Hingga tahun 2021 kata Wulan, dirinya masih menerima orderan masker. Meski sudah ada penurunan PPKM, jumlah permintaan masker masih lebih tinggi dibanding kain dan kemeja.
"Ini akhirnya menjadi pendapatan di tengah situasi sulit sekarang. Sampai sekarang kami masih sering memproduksi masker ecoprint," kata dia.
Satu set masker dia jual dengan harga Rp20-25 ribu. Wulan menginovasi maskernya memiliki tali atau konektor untuk pengguna hijab.
Sebagai Industri Kecil Menengah, Wulan mengirim hasil olahan kain ecoprint hingga ke Jakarta dan Semarang. Bahkan hingga ke Medan.
"Jika yang order di luar Jawa minimal order 500 pcs," ujar dia.
Saat ini omzet penghasilannya sudah cukup stabil. Kebutuhan sekolah anak dan kebutuhan hidup sehari-harinya sudah bisa terpenuhi.
Wulan merupakan satu dari sekian pengusaha mikro menengah yang terdampak pandemi Covid-19. Akibatnya ekonomi terganggu.
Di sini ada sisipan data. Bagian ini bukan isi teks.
//! CSI Identity service.
//!
//! Readiness comes from a process-wide flag: the server clears it on
//! shutdown before the listener closes, so sidecars probing the socket see
//! `not serving` ahead of connection errors.

use std::sync::{
    atomic::{AtomicBool, Ordering},
    Arc,
};

use tonic::{Request, Response, Status};

use crate::csi::{
    identity_server::Identity, plugin_capability, GetPluginCapabilitiesRequest,
    GetPluginCapabilitiesResponse, GetPluginInfoRequest, GetPluginInfoResponse, PluginCapability,
    ProbeRequest, ProbeResponse,
};
use crate::{DRIVER_NAME, DRIVER_VERSION};

pub struct IdentityService {
    ready: Arc<AtomicBool>,
}

impl IdentityService {
    pub fn new(ready: Arc<AtomicBool>) -> Self {
        Self { ready }
    }
}

#[tonic::async_trait]
impl Identity for IdentityService {
    async fn get_plugin_info(
        &self,
        _request: Request<GetPluginInfoRequest>,
    ) -> Result<Response<GetPluginInfoResponse>, Status> {
        log::debug!("GetPluginInfo: {} {}", DRIVER_NAME, DRIVER_VERSION);
        Ok(Response::new(GetPluginInfoResponse {
            name: DRIVER_NAME.to_string(),
            vendor_version: DRIVER_VERSION.to_string(),
            manifest: Default::default(),
        }))
    }

    async fn get_plugin_capabilities(
        &self,
        _request: Request<GetPluginCapabilitiesRequest>,
    ) -> Result<Response<GetPluginCapabilitiesResponse>, Status> {
        let service_caps = [
            plugin_capability::service::Type::ControllerService,
            plugin_capability::service::Type::VolumeAccessibilityConstraints,
        ];

        let mut capabilities: Vec<PluginCapability> = service_caps
            .into_iter()
            .map(|t| PluginCapability {
                r#type: Some(plugin_capability::Type::Service(
                    plugin_capability::Service { r#type: t as i32 },
                )),
            })
            .collect();
        capabilities.push(PluginCapability {
            r#type: Some(plugin_capability::Type::VolumeExpansion(
                plugin_capability::VolumeExpansion {
                    r#type: plugin_capability::volume_expansion::Type::Online as i32,
                },
            )),
        });

        Ok(Response::new(GetPluginCapabilitiesResponse { capabilities }))
    }

    async fn probe(
        &self,
        _request: Request<ProbeRequest>,
    ) -> Result<Response<ProbeResponse>, Status> {
        Ok(Response::new(ProbeResponse {
            ready: Some(self.ready.load(Ordering::SeqCst)),
        }))
    }
}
Namun dirinya langsung mengambil aksi ketika melihat peluang besar untuk penggunaan masker.
Terpisah, Kepala Dinas Perindustrian Koperasi dan UMKM Kota Yogyakarta Tri Karyadi Riyanto menyebut bahwa kegiatan ini adalah bentuk baru para pelaku usaha mikro menengah bersaing setelah situasi PPKM kemarin.
"Ini sebagai angin segar untuk teman-teman UMKM yang berjualan secara online saja. Nah kegiatan ini kami ajak 25 pengusaha yang nantinya akan kami lakukan lagi pada 19 September," kata Tri.
Harapannya dengan kembalinya pameran offline itu, banyak ekonomi pengusaha yang kembali bergeliat. Meski dengan penerapan PPKM, pihaknya juga akan membatasi dan membuat mekanisme pameran yang tak menimbulkan kerumunan.